It's a Tuesday morning and you're staring at your passport. The visa stamp reads 31 May 2026. Today is 3 June. Your karta pobytu application is still processing — you submitted it back in March — but there's no card, no letter, nothing. Your phone buzzes: your employer wants to know if you can start a new shift next week. You don't know what to tell them. You don't know if you're legal. You don't know if you can leave the apartment without risk. This exact situation — karta pobytu while visa expired — is one of the most common crises we handle at Legal Solutions, and the good news is: you almost certainly have more rights than you think.
The Stempel Stamp: What It Is and Why It Changes Everything
💬 Skip the reading — talk to a human. WhatsApp +48 735 248 525 — we reply in 15 minutes, free, no commitment. Open chat →
When you submit a karta pobytu application before your current legal stay expires, the Voivode office is required to place a stamp — called the stempel — directly into your passport. This stamp is not decorative. Under Article 108 of the Law on Foreigners (Ustawa o cudzoziemcach), the stempel legally extends your right to remain in Poland from the day your visa or previous permit expires until a final decision is issued on your application.
The stempel typically looks like a rectangular impression with the phrase 'Pobyt na terytorium RP jest legalny' — meaning your stay on Polish territory is legal. It includes a date and the official seal of the Voivode. Some offices in Warsaw issue it on the same day you submit your application. Others mail it within 1-3 weeks.
The critical requirement: your application must have been submitted while your previous legal basis to stay was still valid. If your visa showed 31 May as the end date, your application package must have arrived at the Urząd Wojewódzki (Voivode office) by 31 May — not merely postmarked, but physically received and registered in their system.

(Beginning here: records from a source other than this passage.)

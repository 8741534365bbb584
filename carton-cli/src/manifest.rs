//! Build manifest loading.
//!
//! The manifest is a plain TOML description of an already-evaluated target
//! graph: a build directory plus a list of targets. It is deliberately not
//! a build language; evaluation order, conditionals, and templates belong
//! to whatever produced the file.
//!
//! ```toml
//! build-dir = "//out/Debug"
//!
//! [[target]]
//! label = "//app"
//! kind = "create_bundle"
//! deps = ["//app:resources"]
//!
//! [target.bundle]
//! root-dir = "//out/Debug/App.app"
//! contents-dir = "//out/Debug/App.app/Contents"
//! resources-dir = "//out/Debug/App.app/Contents/Resources"
//! executable-dir = "//out/Debug/App.app/Contents/MacOS"
//! product-type = "com.apple.product-type.application"
//!
//! [[target]]
//! label = "//app:resources"
//! kind = "bundle_data"
//! sources = ["//app/res/icon.png"]
//! destination = "{{bundle_resources_dir}}/{{source_file_part}}"
//! ```

use std::collections::BTreeMap;
use std::fs;
use std::path::Path;

use anyhow::{Context, Result};
use carton_bundle::{BuildSettings, BundleData, BundleDirs, TargetKind, TargetSpec};
use carton_foundation::{Label, LabelPattern, SourceDir, SourceFile, SubstitutionPattern};
use carton_trace::{ScopedTrace, TraceKind};
use serde::Deserialize;

#[derive(Deserialize)]
#[serde(rename_all = "kebab-case", deny_unknown_fields)]
struct Manifest {
    build_dir: String,
    #[serde(default, rename = "target")]
    targets: Vec<TargetEntry>,
}

#[derive(Deserialize)]
#[serde(rename_all = "kebab-case", deny_unknown_fields)]
struct TargetEntry {
    label: String,
    kind: KindEntry,
    #[serde(default)]
    sources: Vec<String>,
    destination: Option<String>,
    #[serde(default)]
    deps: Vec<String>,
    bundle: Option<BundleEntry>,
}

#[derive(Deserialize, Clone, Copy)]
#[serde(rename_all = "snake_case")]
enum KindEntry {
    BundleData,
    CreateBundle,
    Group,
}

impl From<KindEntry> for TargetKind {
    fn from(kind: KindEntry) -> TargetKind {
        match kind {
            KindEntry::BundleData => TargetKind::BundleData,
            KindEntry::CreateBundle => TargetKind::CreateBundle,
            KindEntry::Group => TargetKind::Group,
        }
    }
}

#[derive(Deserialize)]
#[serde(rename_all = "kebab-case", deny_unknown_fields)]
struct BundleEntry {
    root_dir: String,
    contents_dir: String,
    resources_dir: String,
    executable_dir: String,
    product_type: String,
    #[serde(default)]
    transparent: bool,
    #[serde(default)]
    deps_filter: Vec<String>,
    partial_info_plist: Option<String>,
    code_signing_script: Option<String>,
    #[serde(default)]
    code_signing_sources: Vec<String>,
    #[serde(default)]
    code_signing_outputs: Vec<String>,
    #[serde(default)]
    code_signing_args: Vec<String>,
    xcode_test_application_name: Option<String>,
    #[serde(default)]
    xcode_extra_attributes: BTreeMap<String, String>,
}

/// Reads and converts a manifest file.
pub fn load(path: &Path) -> Result<(BuildSettings, Vec<TargetSpec>)> {
    let display = path.display().to_string();
    let text = {
        let _load = ScopedTrace::new(TraceKind::FileLoad, &display);
        fs::read_to_string(path)
            .with_context(|| format!("failed to read manifest at {display}"))?
    };
    parse(&text, &display)
}

/// Parses manifest text; `origin` names the source in diagnostics and
/// trace events.
pub fn parse(text: &str, origin: &str) -> Result<(BuildSettings, Vec<TargetSpec>)> {
    let manifest: Manifest = {
        let _parse = ScopedTrace::new(TraceKind::FileParse, origin);
        toml::from_str(text).with_context(|| format!("failed to parse manifest {origin}"))?
    };

    let build_dir = SourceDir::parse(manifest.build_dir)
        .with_context(|| format!("invalid build-dir in {origin}"))?;
    let settings = BuildSettings::new(build_dir);

    let mut specs = Vec::with_capacity(manifest.targets.len());
    for entry in manifest.targets {
        let label = Label::parse(&entry.label)
            .with_context(|| format!("invalid target label {:?} in {origin}", entry.label))?;
        let mut define = ScopedTrace::new(TraceKind::DefineTarget, &label.to_string());
        let spec = convert_target(label, entry)?;
        define.done();
        specs.push(spec);
    }
    Ok((settings, specs))
}

fn convert_target(label: Label, entry: TargetEntry) -> Result<TargetSpec> {
    let mut spec = TargetSpec::new(label.clone(), entry.kind.into());

    spec.sources = entry
        .sources
        .into_iter()
        .map(|source| {
            SourceFile::parse(source).with_context(|| format!("invalid source in {label}"))
        })
        .collect::<Result<_>>()?;
    spec.destination = entry
        .destination
        .map(|destination| {
            SubstitutionPattern::parse(&destination)
                .with_context(|| format!("invalid destination pattern in {label}"))
        })
        .transpose()?;
    spec.deps = entry
        .deps
        .iter()
        .map(|dep| Label::parse(dep).with_context(|| format!("invalid dep {dep:?} in {label}")))
        .collect::<Result<_>>()?;

    if let Some(bundle) = entry.bundle {
        spec.bundle = convert_bundle(&label, bundle)?;
    }
    Ok(spec)
}

fn convert_bundle(label: &Label, entry: BundleEntry) -> Result<BundleData> {
    let dir = |value: String, which: &str| {
        SourceDir::parse(value).with_context(|| format!("invalid {which} in {label}"))
    };
    let dirs = BundleDirs {
        root_dir: dir(entry.root_dir, "root-dir")?,
        contents_dir: dir(entry.contents_dir, "contents-dir")?,
        resources_dir: dir(entry.resources_dir, "resources-dir")?,
        executable_dir: dir(entry.executable_dir, "executable-dir")?,
    };
    let mut bundle = BundleData::with_dirs(dirs, entry.product_type);
    bundle.set_transparent(entry.transparent);

    let filter = entry
        .deps_filter
        .iter()
        .map(|pattern| {
            LabelPattern::parse(pattern)
                .with_context(|| format!("invalid deps-filter pattern {pattern:?} in {label}"))
        })
        .collect::<Result<Vec<_>>>()?;
    bundle.set_bundle_deps_filter(filter);

    if let Some(plist) = entry.partial_info_plist {
        bundle.set_partial_info_plist(
            SourceFile::parse(plist)
                .with_context(|| format!("invalid partial-info-plist in {label}"))?,
        );
    }
    if let Some(script) = entry.code_signing_script {
        bundle.set_code_signing_script(
            SourceFile::parse(script)
                .with_context(|| format!("invalid code-signing-script in {label}"))?,
        );
    }
    bundle.set_code_signing_sources(
        entry
            .code_signing_sources
            .into_iter()
            .map(|source| {
                SourceFile::parse(source)
                    .with_context(|| format!("invalid code-signing source in {label}"))
            })
            .collect::<Result<_>>()?,
    );
    bundle.set_code_signing_outputs(
        entry
            .code_signing_outputs
            .iter()
            .map(|pattern| {
                SubstitutionPattern::parse(pattern)
                    .with_context(|| format!("invalid code-signing output in {label}"))
            })
            .collect::<Result<_>>()?,
    );
    bundle.set_code_signing_args(entry.code_signing_args);

    if let Some(name) = entry.xcode_test_application_name {
        bundle.set_xcode_test_application_name(name);
    }
    for (key, value) in entry.xcode_extra_attributes {
        bundle.insert_xcode_extra_attribute(key, value);
    }
    Ok(bundle)
}

#[cfg(test)]
mod tests {
    use carton_bundle::resolve_graph;

    use super::*;

    const MANIFEST: &str = r#"
build-dir = "//out/Debug"

[[target]]
label = "//app"
kind = "create_bundle"
deps = ["//app:resources"]

[target.bundle]
root-dir = "//out/Debug/App.app"
contents-dir = "//out/Debug/App.app/Contents"
resources-dir = "//out/Debug/App.app/Contents/Resources"
executable-dir = "//out/Debug/App.app/Contents/MacOS"
product-type = "com.apple.product-type.application"
deps-filter = ["//vendor/*"]

[[target]]
label = "//app:resources"
kind = "bundle_data"
sources = ["//app/res/icon.png"]
destination = "{{bundle_resources_dir}}/{{source_file_part}}"
"#;

    #[test]
    fn parses_and_resolves_a_round_trip_manifest() {
        let (settings, specs) = parse(MANIFEST, "test manifest").unwrap();
        assert_eq!(settings.build_dir().value(), "//out/Debug/");
        assert_eq!(specs.len(), 2);

        let targets = resolve_graph(specs).unwrap();
        let app = targets
            .iter()
            .find(|target| target.is_create_bundle())
            .unwrap();
        let mut outputs = Vec::new();
        app.bundle().output_files(&settings, &mut outputs).unwrap();
        assert_eq!(outputs.len(), 1);
        assert_eq!(outputs[0].value(), "App.app/Contents/Resources/icon.png");
        assert!(app.bundle().is_application());
    }

    #[test]
    fn rejects_unknown_keys() {
        let err = parse("build-dir = \"//out\"\nmystery = 1\n", "test").unwrap_err();
        assert!(err.to_string().contains("failed to parse manifest"));
    }

    #[test]
    fn rejects_bad_destination_patterns() {
        let manifest = r#"
build-dir = "//out/Debug"

[[target]]
label = "//app:resources"
kind = "bundle_data"
sources = ["//app/res/icon.png"]
destination = "{{bundle_junk_dir}}/x"
"#;
        let err = parse(manifest, "test").unwrap_err();
        assert!(err.to_string().contains("invalid destination pattern"));
    }
}
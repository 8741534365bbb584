//! Error taxonomy for bundle configuration and resolution.
//!
//! Every error here is a configuration problem local to one target. The
//! resolution driver reports them and stops processing the affected target;
//! nothing in this crate panics on bad build input.

use carton_foundation::{Label, OutputFile, Placeholder, SourceDir, SourceFile};
use thiserror::Error;

#[derive(Debug, Error, Clone, PartialEq, Eq)]
pub enum BundleError {
    /// The destination pattern used a placeholder that cannot be expanded
    /// for a bundle copy rule.
    #[error("placeholder {placeholder} is not supported in bundle destination {pattern:?} (rule from {target})")]
    UnsupportedPlaceholder {
        placeholder: Placeholder,
        pattern: String,
        target: Label,
    },

    /// Two distinct sources expanded to the same destination; one would
    /// silently overwrite the other in the assembled bundle.
    #[error("bundle output {dest} is produced by both {first} and {second}")]
    OutputCollision {
        dest: OutputFile,
        first: SourceFile,
        second: SourceFile,
    },

    /// A `bundle_data` target contributed files but declared no
    /// destination pattern.
    #[error("bundle_data target {target} declares no destination pattern")]
    MissingDestination { target: Label },

    /// One of the configured bundle directories escapes the bundle root.
    #[error("bundle directory {dir} of {target} is outside the bundle root {root_dir}")]
    DirOutsideBundleRoot {
        target: Label,
        dir: SourceDir,
        root_dir: SourceDir,
    },

    /// The bundle root must be a strict descendant of the build directory.
    #[error("bundle root {root_dir} is not below the build directory {build_dir}")]
    RootDirNotBelowBuildDir {
        root_dir: SourceDir,
        build_dir: SourceDir,
    },

    /// A code signing script was configured without any outputs.
    #[error("code signing script of {target} declares no outputs")]
    CodeSigningNoOutputs { target: Label },

    /// Code signing sources, outputs, or arguments were configured without
    /// a script to consume them.
    #[error("{target} has code signing sources, outputs, or arguments but no script")]
    CodeSigningWithoutScript { target: Label },

    /// A `create_bundle` target was resolved without its directory layout.
    #[error("create_bundle target {target} has no bundle directories configured")]
    MissingBundleDirs { target: Label },

    /// Two targets in the same graph share a label.
    #[error("target {target} is defined more than once")]
    DuplicateTarget { target: Label },

    /// A dependency edge names a target the graph does not define.
    #[error("{target} depends on undeclared target {dependency}")]
    UnknownDependency { target: Label, dependency: Label },

    /// The dependency graph is not acyclic.
    #[error("dependency cycle involving {target}")]
    DependencyCycle { target: Label },
}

Need the stamp urgently? Read our guide: How to Get the Stempel Stamp Fast for step-by-step instructions on accelerating the process.
What You Can and Cannot Do While Waiting With the Stempel
The stempel gives you genuine legal status — it's not a grey zone. Here's what that means in practice.
What you CAN do
- Continue working for your current employer under the same work permit or oświadczenie conditions that were valid when you applied
- Stay in Poland without any time limit until the karta pobytu decision is issued
- Rent accommodation, open a bank account, and access public services normally
- Register your address at the local gmina office — this is recommended, not optional
- Apply for a PESEL number if you don't already have one
What you CANNOT do
- Travel to other Schengen countries — the stempel is only valid for Poland, not as a Schengen travel document
- Change employers without a new work permit or zezwolenie — your authorisation to work is tied to the original document
- Leave Poland and re-enter — if you exit, your protection under Article 108 may be invalidated and you could be refused re-entry
- Start a completely new type of work (e.g. switch from oświadczenie to full work permit conditions) without proper authorisation
Practical tip: Make a colour photocopy of every page of your passport including the stempel and store it digitally. If police or your employer asks for proof of legal stay, show the page with your expired visa AND the stempel together — both pages prove your uninterrupted legal chain. Several of our clients from Bangladesh and Nepal avoided serious misunderstandings at border crossings simply by having these copies ready.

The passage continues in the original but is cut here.